Far from showing that these new ways of communicating and consuming media will hurt television, they are actually building up broadcast TV networks, said Bell Media CEO Kevin Crull during the executive panel session which followed in the morning. “The strength of television as a medium has never been better,” he said noting that new media is “not cannibalizing viewing and not really changing the importance of live viewing.”
Viewership is up across the board for the most popular shows as panelist and CBC executive vice-president English Services Kirstine Stewart confirmed by pointing out CBC English TV had just completed its highest-rated winter season ever. Just like “video didn’t kill the radio star,” she explained, “it helped reinvent what radio is”, with the internet, “people are just engaging with television in a different way.”
Rogers Media president Keith Pelley took delegates into his own home one recent evening where a Jays game was on television and his son was using a laptop to display Jose Bautista’s stats, his wife was reading an e-book and his daughter was watching iCarly on her iPad. “People are consuming media completely differently than they did and multiplatform is critical,” but in the end “it all leads back to television.”

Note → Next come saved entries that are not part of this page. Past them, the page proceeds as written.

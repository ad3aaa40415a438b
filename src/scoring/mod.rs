//! Risk scoring and gas estimation
//!
//! # Scoring Formula
//!
//! ```text
//! score = round(clamp(100 - (S × 1.8) / (1 + e^(-0.12 × n)), 0, 100))
//!
//! Where:
//!   S = Σ severity weights (critical 15, high 9, medium 4, low 1),
//!       oracle findings pre-scaled by their confidence multiplier
//!   n = total finding count
//! ```
//!
//! The logistic divisor saturates as `n` grows, so findings beyond a
//! handful have diminishing marginal impact: a verbose contract is not
//! punished without bound.
//!
//! # Gas Formula
//!
//! A fixed-weight linear combination of source length and every structural
//! metric the scan produced, plus a per-finding operation surcharge. It is
//! a synthetic proxy for execution expense, not an execution trace.

use crate::models::{Finding, Severity};

/// Gas level above which a synthetic `high-gas` finding is appended.
pub const GAS_ALERT_THRESHOLD: u64 = 250_000;

/// Risk score from the weighted severity sum and the finding count.
pub fn risk_score(weighted_sum: f64, finding_count: usize) -> u32 {
    let saturation = 1.0 + (-0.12 * finding_count as f64).exp();
    let raw = 100.0 - (weighted_sum * 1.8) / saturation;
    raw.clamp(0.0, 100.0).round() as u32
}

/// Structural metrics feeding the gas estimate, as counted by one scan.
#[derive(Debug, Clone, Copy, Default)]
pub struct GasProfile {
    pub source_len: usize,
    /// Per-finding operation surcharge, see [`ops_surcharge`].
    pub ops: u64,
    pub maps: usize,
    /// Value-transfer calls.
    pub transfers: usize,
    /// Oracle-contributed findings.
    pub oracle_findings: usize,
    pub branches: usize,
    pub vars: usize,
    pub funcs: usize,
    pub loops: usize,
    pub conds: usize,
    pub asserts: usize,
    pub principals: usize,
    pub tokens: usize,
    pub constants: usize,
    pub traits: usize,
    pub read_only: usize,
    /// Distinct emitted event names.
    pub events: usize,
    pub post_conditions: usize,
    /// Distinct imports. Clarity has no import form today, so this is
    /// always zero; the term stays in the formula.
    pub imports: usize,
}

/// Synthetic execution-cost estimate.
pub fn gas_estimate(p: &GasProfile) -> u64 {
    let total = p.source_len as f64 * 0.8
        + p.ops as f64
        + p.maps as f64 * 450.0
        + p.transfers as f64 * 700.0
        + p.oracle_findings as f64 * 150.0
        + p.branches as f64 * 100.0
        + p.vars as f64 * 200.0
        + p.funcs as f64 * 300.0
        + p.loops as f64 * 400.0
        + p.conds as f64 * 250.0
        + p.asserts as f64 * 50.0
        + p.principals as f64 * 75.0
        + p.tokens as f64 * 350.0
        + p.constants as f64 * 100.0
        + p.traits as f64 * 125.0
        + p.read_only as f64 * 175.0
        + p.events as f64 * 225.0
        + p.post_conditions as f64 * 275.0
        + p.imports as f64 * 150.0;
    total.round() as u64
}

/// Operation surcharge for the static findings: 50 gas for every occurrence
/// in the source of each finding id's first dash segment ("unused-map"
/// charges per "unused", "div-user" per "div", and so on).
pub fn ops_surcharge(source: &str, findings: &[Finding]) -> u64 {
    findings
        .iter()
        .map(|f| {
            let segment = f.id.split('-').next().unwrap_or(&f.id);
            source.matches(segment).count() as u64 * 50
        })
        .sum()
}

/// The synthetic finding appended when the estimate crosses the alert
/// threshold.
pub fn high_gas_finding(gas: u64) -> Finding {
    Finding::new("high-gas", format!("Gas: {gas}"), Severity::Medium, 0)
}
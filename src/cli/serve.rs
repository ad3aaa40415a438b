//! `serve` command: run the HTTP scan API

use crate::analyzer::Analyzer;
use crate::config::ServerConfig;
use crate::server;
use anyhow::Result;
use std::sync::Arc;

pub fn run(port: u16) -> Result<()> {
    let analyzer = Arc::new(Analyzer::from_env());
    let config = ServerConfig::from_env(port);

    tokio::runtime::Builder::new_multi_thread()
        .enable_all()
        .build()?
        .block_on(server::run(analyzer, config))
}
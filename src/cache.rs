//! Content-addressed result cache
//!
//! Fingerprint-keyed memo of finished reports. Injected into the analyzer
//! with an explicit capacity and TTL rather than living as process-global
//! state. Eviction is clear-everything-then-insert once capacity is
//! reached, a deliberate simplicity/memory trade-off over LRU; entries also
//! expire individually after the TTL.
//!
//! The whole check-capacity / clear / insert sequence runs under one lock
//! so concurrent requests cannot jointly exceed capacity. Nothing but map
//! operations happens under the lock.

use crate::models::Report;
use std::collections::HashMap;
use std::sync::Mutex;
use std::time::{Duration, Instant};
use tracing::debug;

struct CacheEntry {
    report: Report,
    created: Instant,
}

/// Shared, mutable report memo. `Send + Sync`; one instance per analyzer.
pub struct ReportCache {
    capacity: usize,
    ttl: Duration,
    entries: Mutex<HashMap<String, CacheEntry>>,
}

impl ReportCache {
    pub fn new(capacity: usize, ttl: Duration) -> Self {
        Self {
            capacity,
            ttl,
            entries: Mutex::new(HashMap::new()),
        }
    }

    /// Look up a fingerprint. Entries older than the TTL miss and are
    /// evicted on observation.
    pub fn get(&self, fingerprint: &str) -> Option<Report> {
        let mut entries = self.entries.lock().expect("cache lock poisoned");
        match entries.get(fingerprint) {
            Some(entry) if entry.created.elapsed() < self.ttl => Some(entry.report.clone()),
            Some(_) => {
                entries.remove(fingerprint);
                None
            }
            None => None,
        }
    }

    /// Insert a report. Capacity check, possible full clear and the insert
    /// itself form one critical section.
    pub fn insert(&self, fingerprint: String, report: Report) {
        let mut entries = self.entries.lock().expect("cache lock poisoned");
        if entries.len() >= self.capacity {
            debug!(capacity = self.capacity, "cache at capacity, clearing");
            entries.clear();
        }
        entries.insert(
            fingerprint,
            CacheEntry {
                report,
                created: Instant::now(),
            },
        );
    }

    pub fn len(&self) -> usize {
        self.entries.lock().expect("cache lock poisoned").len()
    }

    pub fn is_empty(&self) -> bool {
        self.len() == 0
    }

    /// Drop every entry. Explicit teardown for tests and shutdown paths.
    pub fn clear(&self) {
        self.entries.lock().expect("cache lock poisoned").clear();
    }
}

#[cfg(test)]
mod tests {
    use super::*;

    fn report(score: u32) -> Report {
        Report::build(Vec::new(), score, 0, "abcd".to_string())
    }

    fn cache(capacity: usize, ttl_ms: u64) -> ReportCache {
        ReportCache::new(capacity, Duration::from_millis(ttl_ms))
    }

    #[test]
    fn test_hit_within_ttl() {
        let cache = cache(4, 5_000);
        cache.insert("aaaa".into(), report(90));
        let hit = cache.get("aaaa").expect("fresh entry hits");
        assert_eq!(hit.score, 90);
    }

    #[test]
    fn test_expired_entry_misses_and_is_evicted() {
        let cache = cache(4, 0);
        cache.insert("aaaa".into(), report(90));
        assert!(cache.get("aaaa").is_none());
        assert!(cache.is_empty());
    }

    #[test]
    fn test_capacity_clear_then_insert() {
        let cache = cache(3, 5_000);
        for (i, fp) in ["aaaa", "bbbb", "cccc"].iter().enumerate() {
            cache.insert((*fp).into(), report(i as u32));
        }
        assert_eq!(cache.len(), 3);
        // The insert that finds the cache full clears everything first.
        cache.insert("dddd".into(), report(99));
        assert_eq!(cache.len(), 1);
        assert!(cache.get("aaaa").is_none());
        assert_eq!(cache.get("dddd").expect("survivor").score, 99);
    }

    #[test]
    fn test_capacity_never_exceeded() {
        let cache = cache(5, 5_000);
        for i in 0..23 {
            cache.insert(format!("{i:04x}"), report(i));
            assert!(cache.len() <= 5);
        }
    }
}
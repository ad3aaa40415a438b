//! Missing post-conditions

use crate::detectors::base::Rule;
use crate::models::{Finding, Severity};
use crate::scan::ScanOutcome;

/// Public entry points exist but the contract declares no post-conditions,
/// so nothing bounds a transaction's effects after the fact.
pub struct NoPostConditionsRule;

impl Rule for NoPostConditionsRule {
    fn id(&self) -> &'static str {
        "no-postcond"
    }

    fn description(&self) -> &'static str {
        "Public functions with no post-condition declarations"
    }

    fn detect(&self, scan: &ScanOutcome) -> Vec<Finding> {
        if scan.context.post_conditions == 0 && scan.context.has_public_function() {
            vec![Finding::new(self.id(), "No post-conditions", Severity::High, 0)]
        } else {
            Vec::new()
        }
    }
}

#[cfg(test)]
mod tests {
    use super::*;
    use crate::scan::scan;

    #[test]
    fn test_public_without_postconditions() {
        let src = "(define-public (run)\n  (ok u1))";
        let outcome = scan(src).unwrap();
        assert_eq!(NoPostConditionsRule.detect(&outcome).len(), 1);
    }

    #[test]
    fn test_private_only_contract_exempt() {
        let src = "(define-private (run)\n  (ok u1))";
        let outcome = scan(src).unwrap();
        assert!(NoPostConditionsRule.detect(&outcome).is_empty());
    }

    #[test]
    fn test_declared_postcondition_clears() {
        let src = "(define-post-condition supply-stable)\n(define-public (run)\n  (ok u1))";
        let outcome = scan(src).unwrap();
        assert!(NoPostConditionsRule.detect(&outcome).is_empty());
    }
}
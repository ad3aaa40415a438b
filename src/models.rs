//! Core data models for clarityscan
//!
//! These models are used throughout the codebase for representing
//! findings, severities, and the externally visible scan report.

use serde::{Deserialize, Serialize};
use sha2::{Digest, Sha256};

/// Severity levels for findings
#[derive(
    Debug, Clone, Copy, PartialEq, Eq, PartialOrd, Ord, Hash, Serialize, Deserialize, Default,
)]
#[serde(rename_all = "lowercase")]
pub enum Severity {
    #[default]
    Low,
    Medium,
    High,
    Critical,
}

impl Severity {
    /// Score weight contributed by one finding of this severity.
    pub fn weight(self) -> u32 {
        match self {
            Severity::Low => 1,
            Severity::Medium => 4,
            Severity::High => 9,
            Severity::Critical => 15,
        }
    }

    /// Parse an externally supplied severity label. Unknown labels degrade
    /// to `Low` rather than failing, since oracle payloads are untrusted.
    pub fn from_label(label: &str) -> Self {
        match label.to_ascii_lowercase().as_str() {
            "critical" => Severity::Critical,
            "high" => Severity::High,
            "medium" => Severity::Medium,
            _ => Severity::Low,
        }
    }
}

impl std::fmt::Display for Severity {
    fn fmt(&self, f: &mut std::fmt::Formatter<'_>) -> std::fmt::Result {
        match self {
            Severity::Low => write!(f, "low"),
            Severity::Medium => write!(f, "medium"),
            Severity::High => write!(f, "high"),
            Severity::Critical => write!(f, "critical"),
        }
    }
}

/// A single detection result.
///
/// `id` is the stable rule tag (e.g. `reentrancy`, `unused-map`); `line` is
/// 1-based and 0 when the finding is not tied to one location.
#[derive(Debug, Clone, PartialEq, Eq, Serialize, Deserialize)]
pub struct Finding {
    pub id: String,
    pub message: String,
    pub severity: Severity,
    #[serde(default)]
    pub line: u32,
}

impl Finding {
    pub fn new(id: &str, message: impl Into<String>, severity: Severity, line: u32) -> Self {
        Self {
            id: id.to_string(),
            message: message.into(),
            severity,
            line,
        }
    }
}

/// Summary of findings by severity
#[derive(Debug, Clone, Default, Serialize, Deserialize)]
pub struct FindingsSummary {
    pub critical: usize,
    pub high: usize,
    pub medium: usize,
    pub low: usize,
    pub total: usize,
}

impl FindingsSummary {
    pub fn from_findings(findings: &[Finding]) -> Self {
        let mut summary = Self::default();
        for f in findings {
            match f.severity {
                Severity::Critical => summary.critical += 1,
                Severity::High => summary.high += 1,
                Severity::Medium => summary.medium += 1,
                Severity::Low => summary.low += 1,
            }
            summary.total += 1;
        }
        summary
    }
}

/// The externally visible artifact of one scan.
#[derive(Debug, Clone, Serialize, Deserialize)]
pub struct Report {
    pub findings: Vec<Finding>,
    /// Risk score, 0 (worst) to 100 (clean).
    pub score: u32,
    /// Synthetic execution-cost estimate.
    pub gas: u64,
    pub timestamp: String,
    pub version: String,
    /// 4-hex-char content fingerprint of the sanitized source.
    pub fingerprint: String,
    /// Integrity digest over the rest of the report.
    pub digest: String,
}

impl Report {
    /// Assemble a report, stamping timestamp, crate version and the
    /// integrity digest. The digest covers every other field, so the
    /// content fingerprint feeds into it.
    pub fn build(findings: Vec<Finding>, score: u32, gas: u64, fingerprint: String) -> Self {
        let mut report = Self {
            findings,
            score,
            gas,
            timestamp: chrono::Utc::now().to_rfc3339(),
            version: env!("CARGO_PKG_VERSION").to_string(),
            fingerprint,
            digest: String::new(),
        };
        report.digest = report.compute_digest();
        report
    }

    fn compute_digest(&self) -> String {
        let canonical = serde_json::json!({
            "findings": self.findings,
            "score": self.score,
            "gas": self.gas,
            "timestamp": self.timestamp,
            "version": self.version,
            "fingerprint": self.fingerprint,
        });
        let mut hasher = Sha256::new();
        hasher.update(canonical.to_string().as_bytes());
        format!("{:x}", hasher.finalize())
    }

    pub fn summary(&self) -> FindingsSummary {
        FindingsSummary::from_findings(&self.findings)
    }
}

/// Stable 4-hex-char fingerprint of sanitized source, used as the cache key.
pub fn content_fingerprint(code: &str) -> String {
    let mut hasher = Sha256::new();
    hasher.update(code.as_bytes());
    format!("{:x}", hasher.finalize())[..4].to_string()
}
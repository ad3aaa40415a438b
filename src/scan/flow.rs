//! Flow records accumulated during the single-pass scan
//!
//! Append-only per-category lists and counters, populated in the same pass
//! as the symbol tables and read-only once the scan completes.

/// A state-mutating write (`var-set` / `map-set`).
#[derive(Debug, Clone, Copy)]
pub struct WriteRecord {
    pub line: u32,
    /// The written value mentions the calling principal.
    pub caller_derived: bool,
}

/// A cross-contract value transfer (stx/ft/nft transfer via contract-call?).
#[derive(Debug, Clone, Copy)]
pub struct TransferRecord {
    pub line: u32,
}

/// A branch-shaped construct (`if`/`match`/`fold`/`map`/`filter`).
#[derive(Debug, Clone, Copy)]
pub struct BranchRecord {
    pub line: u32,
    /// Loop-construct nesting depth at the branch site.
    pub depth: usize,
}

/// Per-category flow counters for one contract.
#[derive(Debug, Clone, Default)]
pub struct FlowProfile {
    pub writes: Vec<WriteRecord>,
    pub transfers: Vec<TransferRecord>,
    pub branches: Vec<BranchRecord>,
    pub loops: usize,
    pub conds: usize,
    pub asserts: usize,
    /// Principal/identity references (including type positions).
    pub principals: usize,
    /// Additions/multiplications outside an unsigned-literal context.
    pub overflows: usize,
    /// External calls whose target is a locally declared read-only function.
    pub read_only_calls: usize,
    /// Heuristically dynamic external-call targets.
    pub dynamic: usize,
    pub event_emits: usize,
    pub contract_creates: usize,
    /// Block-height / historical-state accesses.
    pub block_access: usize,
    /// `as-contract` privilege elevations.
    pub as_contract_uses: usize,
    /// Fold applications (subset of loop constructs).
    pub fold_ops: usize,
}

impl FlowProfile {
    pub fn max_branch_depth(&self) -> usize {
        self.branches.iter().map(|b| b.depth).max().unwrap_or(0)
    }
}
//! HTTP client for the remote prediction endpoint
//!
//! Sync HTTP via ureq with a hard global timeout; nothing else in the
//! pipeline depends on this call's latency, so no async runtime is needed
//! in the core.

use crate::models::{Finding, Severity};
use crate::oracle::OracleError;
use serde::{Deserialize, Serialize};
use std::time::Duration;
use tracing::debug;

/// Candidates at or below this confidence are dropped outright.
const CONFIDENCE_FLOOR: f64 = 0.98;

#[derive(Debug, Serialize)]
struct PredictRequest<'a> {
    code: &'a str,
}

#[derive(Debug, Deserialize)]
struct PredictResponse {
    #[serde(default)]
    vulnerabilities: Vec<Candidate>,
}

#[derive(Debug, Deserialize)]
struct Candidate {
    vulnerability: String,
    confidence: f64,
    #[serde(default)]
    severity: String,
    #[serde(default)]
    line: u32,
}

/// What one oracle round contributed: findings plus their pre-scaled share
/// of the severity-weight sum.
#[derive(Debug, Clone, Default)]
pub struct OracleOutcome {
    pub findings: Vec<Finding>,
    pub weighted_sum: f64,
}

/// Client for the remote prediction service.
pub struct OracleClient {
    url: String,
    agent: ureq::Agent,
}

fn make_agent(timeout: Duration) -> ureq::Agent {
    ureq::config::Config::builder()
        .http_status_as_error(false) // status handled explicitly below
        .timeout_global(Some(timeout))
        .build()
        .new_agent()
}

/// Confidence-based weight multiplier: near-certain predictions count a
/// little more than their nominal severity, everything else a little less.
fn confidence_multiplier(confidence: f64) -> f64 {
    if confidence >= 0.99 {
        1.1
    } else if confidence >= CONFIDENCE_FLOOR {
        1.0
    } else {
        0.95
    }
}

impl OracleClient {
    pub fn new(url: impl Into<String>, timeout: Duration) -> Self {
        Self {
            url: url.into(),
            agent: make_agent(timeout),
        }
    }

    /// Ask the oracle about one sanitized source. Failure is absorbed: any
    /// error yields an empty outcome and a debug log line, never a request
    /// failure.
    pub fn predict(&self, code: &str) -> OracleOutcome {
        match self.request(code) {
            Ok(response) => Self::fold(response),
            Err(err) => {
                debug!(error = %err, "oracle unavailable, continuing without predictions");
                OracleOutcome::default()
            }
        }
    }

    fn request(&self, code: &str) -> Result<PredictResponse, OracleError> {
        let response = self
            .agent
            .post(&self.url)
            .header("Content-Type", "application/json")
            .send_json(&PredictRequest { code })
            .map_err(|e| OracleError::RequestFailed(e.to_string()))?;

        let status = response.status().as_u16();
        if status >= 400 {
            return Err(OracleError::BadStatus(status));
        }

        response
            .into_body()
            .read_json()
            .map_err(|e| OracleError::Decode(e.to_string()))
    }

    fn fold(response: PredictResponse) -> OracleOutcome {
        let mut outcome = OracleOutcome::default();
        for candidate in response.vulnerabilities {
            if candidate.confidence <= CONFIDENCE_FLOOR {
                continue;
            }
            let severity = Severity::from_label(&candidate.severity);
            outcome.weighted_sum +=
                f64::from(severity.weight()) * confidence_multiplier(candidate.confidence);
            outcome.findings.push(Finding::new(
                &format!("ai-{}", candidate.vulnerability),
                format!(
                    "AI: {} ({:.0}%)",
                    candidate.vulnerability,
                    candidate.confidence * 100.0
                ),
                severity,
                candidate.line,
            ));
        }
        outcome
    }
}

#[cfg(test)]
mod tests {
    use super::*;

    fn response(json: &str) -> PredictResponse {
        serde_json::from_str(json).unwrap()
    }

    #[test]
    fn test_confidence_filter_is_strict() {
        let outcome = OracleClient::fold(response(
            r#"{"vulnerabilities": [
                {"vulnerability": "reentrancy", "confidence": 0.98, "severity": "critical"},
                {"vulnerability": "overflow", "confidence": 0.981, "severity": "medium", "line": 4}
            ]}"#,
        ));
        // 0.98 exactly is dropped; 0.981 survives at multiplier 1.0.
        assert_eq!(outcome.findings.len(), 1);
        assert_eq!(outcome.findings[0].id, "ai-overflow");
        assert_eq!(outcome.findings[0].line, 4);
        assert!((outcome.weighted_sum - 4.0).abs() < 1e-9);
    }

    #[test]
    fn test_high_confidence_scales_up() {
        let outcome = OracleClient::fold(response(
            r#"{"vulnerabilities": [
                {"vulnerability": "auth-bypass", "confidence": 0.995, "severity": "critical"}
            ]}"#,
        ));
        assert_eq!(outcome.findings.len(), 1);
        assert_eq!(outcome.findings[0].severity, Severity::Critical);
        assert!((outcome.weighted_sum - 15.0 * 1.1).abs() < 1e-9);
    }

    #[test]
    fn test_unknown_severity_degrades_to_low() {
        let outcome = OracleClient::fold(response(
            r#"{"vulnerabilities": [
                {"vulnerability": "odd", "confidence": 0.99, "severity": "catastrophic"}
            ]}"#,
        ));
        assert_eq!(outcome.findings[0].severity, Severity::Low);
    }

    #[test]
    fn test_empty_and_missing_fields_tolerated() {
        assert!(OracleClient::fold(response(r#"{}"#)).findings.is_empty());
        let outcome = OracleClient::fold(response(
            r#"{"vulnerabilities": [{"vulnerability": "x", "confidence": 0.99}]}"#,
        ));
        assert_eq!(outcome.findings[0].line, 0);
    }

    #[test]
    fn test_unreachable_endpoint_absorbed() {
        let client = OracleClient::new(
            "http://127.0.0.1:1/predict",
            Duration::from_millis(100),
        );
        let outcome = client.predict("(define-public (f) (ok u1))");
        assert!(outcome.findings.is_empty());
        assert_eq!(outcome.weighted_sum, 0.0);
    }

    #[test]
    fn test_multiplier_table() {
        assert!((confidence_multiplier(0.99) - 1.1).abs() < 1e-9);
        assert!((confidence_multiplier(0.985) - 1.0).abs() < 1e-9);
        assert!((confidence_multiplier(0.5) - 0.95).abs() < 1e-9);
    }
}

Besides, he said, if he hadn’t been able to see the first few innings of that game on his smartphone before he got home, would he have even turned the game on when he got there? Being available on that small screen is clearly additive in this instance.
TVA’s president and CEO Pierre Dion noted another change in the landscape when it comes to producing his own content, pointing to the latest season of Star Academie. Back in 2009, the last time TVA put together Star Academie, the digital, social media and product integration discussions took part late in the production cycle. Now, he noted, all of that is completely integrated as the show is built.
Star Academie has 100,000+ Facebook followers and much content online and on demand that doesn’t make it to air, all of which is sold against advertising. However, more than half of the voting is done via the TV remote. “TV is still at the heart of the convergence model,” he explained, saying that 2.4 million Quebeckers watched the last episode on Sunday.
Dion also noted that he is training everyone on staff at TVA to treat each show as a brand unto itself, for people to think beyond the content that makes it on TV and what can be done to further monetize each of its own shows. “Each program now are brands with a 360-degree approach,” he said. “We need to find a way to monetize the new platforms.
“But what hasn’t changed is you need a big show to drive it to multiplatform.”
Pictured from left to right are Rogers Media's Keith Pelley, Bell Media's Kevin Crull, CBC's Kirstine Stewart, TVA's Pierre Dion and Shaw Media's Paul Robertson just before their TV Day panel. Greg O'Brien photo.